IN RE: WHITNEY Z.

Reset A A Font size: Print

Supreme Court, Appellate Division, Third Department, New York.

IN RE: WHITNEY Z., a Juvenile Delinquent. Jonathan C. Wool, as Assistant Franklin County Attorney, Respondent; Whitney Z., Appellant.

Decided: November 24, 2004

Before:  CREW III, J.P., PETERS, MUGGLIN, LAHTINEN and KANE, JJ. Richard V. Manning, Parishville, for appellant. Jonathan J. Miller, County Attorney, Malone (Jonathan C. Wool of counsel), for respondent.

Appeal from an order of the Family Court of Franklin County (Main Jr., J.), entered April 14, 2003, which granted petitioner's application, in a proceeding pursuant to Family Ct. Act article 3, to revoke respondent's probation.

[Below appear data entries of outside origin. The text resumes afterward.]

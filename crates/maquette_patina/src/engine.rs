//! Rule evaluation.

use rustc_hash::FxHashMap;
use serde_json::Value;

use crate::builtin;
use crate::registry::RuleRegistry;
use crate::rule::{Rule, RuleSet};

/// The result of validating one field.
#[derive(Debug, Clone)]
pub struct ValidationOutcome {
    /// Whether every rule passed
    pub passed: bool,
    /// All failure messages, in rule order
    pub errors: Vec<String>,
    /// The validation epoch this outcome was computed for; stale outcomes
    /// must be discarded by the caller
    pub epoch: u64,
}

/// Evaluate every rule of a field against its current value.
///
/// Rules other than `required` pass vacuously on empty values. Evaluation
/// does not short-circuit: all failure messages are collected. Custom rules
/// take precedence over built-ins of the same name and receive
/// `form_values` so they can reference sibling fields.
pub async fn evaluate(
    label: &str,
    value: &Value,
    rules: &RuleSet,
    custom_messages: &FxHashMap<String, String>,
    registry: &RuleRegistry,
    form_values: &Value,
    epoch: u64,
) -> ValidationOutcome {
    let mut errors = Vec::new();
    let present = builtin::has_value(value);

    for rule in rules.iter() {
        if rule.name() != "required" && !present {
            continue;
        }
        match rule {
            Rule::Regex { compiled, .. } => {
                let matched = match value {
                    Value::String(s) => compiled.is_match(s),
                    Value::Number(n) => compiled.is_match(&n.to_string()),
                    _ => false,
                };
                if !matched {
                    errors.push(resolve_message("regex", label, &[], custom_messages));
                }
            }
            Rule::Named { name, params } => {
                if let Some(custom) = registry.get(name) {
                    if !RuleRegistry::run(custom, value, label, form_values).await {
                        let message = custom_messages
                            .get(name.as_str())
                            .map(|template| builtin::substitute(template, label, name, params))
                            .unwrap_or_else(|| {
                                builtin::substitute(custom.message(), label, name, params)
                            });
                        errors.push(message);
                    }
                } else if let Some(passed) = builtin::check(name, params, value) {
                    if !passed {
                        errors.push(resolve_message(name, label, params, custom_messages));
                    }
                } else {
                    // misconfiguration should be visible, not silent
                    errors.push(format!(
                        "The {label} field has an unknown validation rule ({name})."
                    ));
                }
            }
        }
    }

    ValidationOutcome {
        passed: errors.is_empty(),
        errors,
        epoch,
    }
}

fn resolve_message(
    name: &str,
    label: &str,
    params: &[String],
    custom_messages: &FxHashMap<String, String>,
) -> String {
    match custom_messages.get(name) {
        Some(template) => builtin::substitute(template, label, name, params),
        None => builtin::message_for(name, label, params),
    }
}

#[cfg(test)]
mod tests {
    use super::*;
    use serde_json::json;

    fn no_messages() -> FxHashMap<String, String> {
        FxHashMap::default()
    }

    #[tokio::test]
    async fn test_evaluate_collects_all_failures() {
        let rules = RuleSet::parse(&json!("required|min:3|alpha")).unwrap();
        let outcome = evaluate(
            "name",
            &json!("a1"),
            &rules,
            &no_messages(),
            &RuleRegistry::new(),
            &json!({}),
            1,
        )
        .await;
        assert!(!outcome.passed);
        // min and alpha both fail, required passes
        assert_eq!(outcome.errors.len(), 2);
    }

    #[tokio::test]
    async fn test_empty_value_skips_non_required() {
        let rules = RuleSet::parse(&json!("min:3|email")).unwrap();
        let outcome = evaluate(
            "mail",
            &json!(""),
            &rules,
            &no_messages(),
            &RuleRegistry::new(),
            &json!({}),
            1,
        )
        .await;
        assert!(outcome.passed);
    }

    #[tokio::test]
    async fn test_custom_message_override() {
        let rules = RuleSet::parse(&json!("required")).unwrap();
        let mut messages = FxHashMap::default();
        messages.insert("required".to_string(), "Please fill in :attribute!".to_string());
        let outcome = evaluate(
            "city",
            &json!(null),
            &rules,
            &messages,
            &RuleRegistry::new(),
            &json!({}),
            1,
        )
        .await;
        assert_eq!(outcome.errors, ["Please fill in city!"]);
    }

    #[tokio::test]
    async fn test_custom_rule_with_form_snapshot() {
        let mut registry = RuleRegistry::new();
        registry
            .register("matches_login", |value, _, form| {
                form.get("login") == Some(value)
            }, "The :attribute must match the login.")
            .unwrap();
        let rules = RuleSet::parse(&json!("matches_login")).unwrap();

        let outcome = evaluate(
            "confirmation",
            &json!("admin"),
            &rules,
            &no_messages(),
            &registry,
            &json!({"login": "admin"}),
            1,
        )
        .await;
        assert!(outcome.passed);

        let outcome = evaluate(
            "confirmation",
            &json!("root"),
            &rules,
            &no_messages(),
            &registry,
            &json!({"login": "admin"}),
            2,
        )
        .await;
        assert_eq!(outcome.errors, ["The confirmation must match the login."]);
        assert_eq!(outcome.epoch, 2);
    }

    #[tokio::test]
    async fn test_unknown_rule_is_reported() {
        let rules = RuleSet::parse(&json!("definitely_not_a_rule")).unwrap();
        let outcome = evaluate(
            "x",
            &json!("v"),
            &rules,
            &no_messages(),
            &RuleRegistry::new(),
            &json!({}),
            1,
        )
        .await;
        assert!(!outcome.passed);
    }

    #[tokio::test]
    async fn test_regex_rule() {
        let rules = RuleSet::parse(&json!(["regex:/^[0-9]{4}$/"])).unwrap();
        let ok = evaluate("year", &json!("2024"), &rules, &no_messages(), &RuleRegistry::new(), &json!({}), 1).await;
        assert!(ok.passed);
        let bad = evaluate("year", &json!("24"), &rules, &no_messages(), &RuleRegistry::new(), &json!({}), 1).await;
        assert!(!bad.passed);
    }
}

In April 2002, respondent was adjudicated a juvenile delinquent and placed on 12 months' probation.   Thereafter, respondent admitted to violating the terms of her probation and, as a consequence, was placed in the custody of the Saint Regis Mohawk Tribe for one year.   Respondent now appeals.

Initially, we reject petitioner's contention that this proceeding should be dismissed because respondent abandoned her appeal.   We need note only that we twice extended respondent's time to perfect this appeal, and respondent thereafter filed her brief and record within the time allotted.

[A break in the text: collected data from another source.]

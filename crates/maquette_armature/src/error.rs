//! Error types for form construction and field access.

use maquette_carton::path::InvalidSeparator;
use maquette_patina::{RegistryError, RuleParseError};
use thiserror::Error;

/// Errors raised while compiling a form definition or operating on fields.
#[derive(Debug, Error)]
pub enum FormError {
    /// A field declares a type no built-in or registered custom kind matches
    #[error("unknown field type `{kind}` for field `{name}`")]
    UnknownKind { kind: String, name: String },

    /// A field declaration carries no `type` property
    #[error("field `{name}` is missing its `type` property")]
    MissingType { name: String },

    /// A field declaration is structurally invalid
    #[error("invalid configuration at `{path}`: {detail}")]
    InvalidConfig { path: String, detail: String },

    /// A path does not resolve to a field
    #[error("no field at path `{0}`")]
    UnknownPath(String),

    /// The field at a path does not support the requested operation
    #[error("field at `{path}` is not a {expected} field")]
    KindMismatch { path: String, expected: &'static str },

    /// A custom field kind collides with a built-in or an existing kind
    #[error("field kind `{0}` is already registered")]
    DuplicateKind(String),

    #[error(transparent)]
    Rules(#[from] RuleParseError),

    #[error(transparent)]
    Registry(#[from] RegistryError),

    #[error(transparent)]
    Separator(#[from] InvalidSeparator),
}

impl FormError {
    pub(crate) fn unknown_path(path: &str) -> Self {
        FormError::UnknownPath(path.to_string())
    }
}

 Turning to the merits, we agree with respondent's contention that the petition for a violation of probation was jurisdictionally defective.   It is axiomatic that the factual portion of a petition must be supported by nonhearsay allegations which, if true, would establish the violation charged (see Family Ct. Act § 360.2[2] ).   Here, the probation officer filed a petition alleging, upon information and belief, that respondent violated the terms and conditions of her probation by failing to attend school regularly and abide by her curfew.   Such information and belief consisted of, inter alia, the report of an Intensive Preventive Program worker and communications with the Director of the Saint Regis Human Services Department.   Notably, neither individual submitted an affidavit in support of the violation petition.   As for petitioner's contention that respondent is precluded from contesting the sufficiency of the petition by reason of the fact that she admitted to the violation and consented to the placement order, we cannot agree.   The failure to include nonhearsay affidavits in support of the factual allegations in a petition constitutes a nonwaivable jurisdictional defect that may be raised for the first time on appeal (cf. Matter of Shane B., 4 A.D.3d 650, 651, 772 N.Y.S.2d 133 [2004] ).

ORDERED that the order is reversed, on the law, without costs, and petition dismissed.

CREW III, J.P.

PETERS, MUGGLIN, LAHTINEN and KANE, JJ., concur.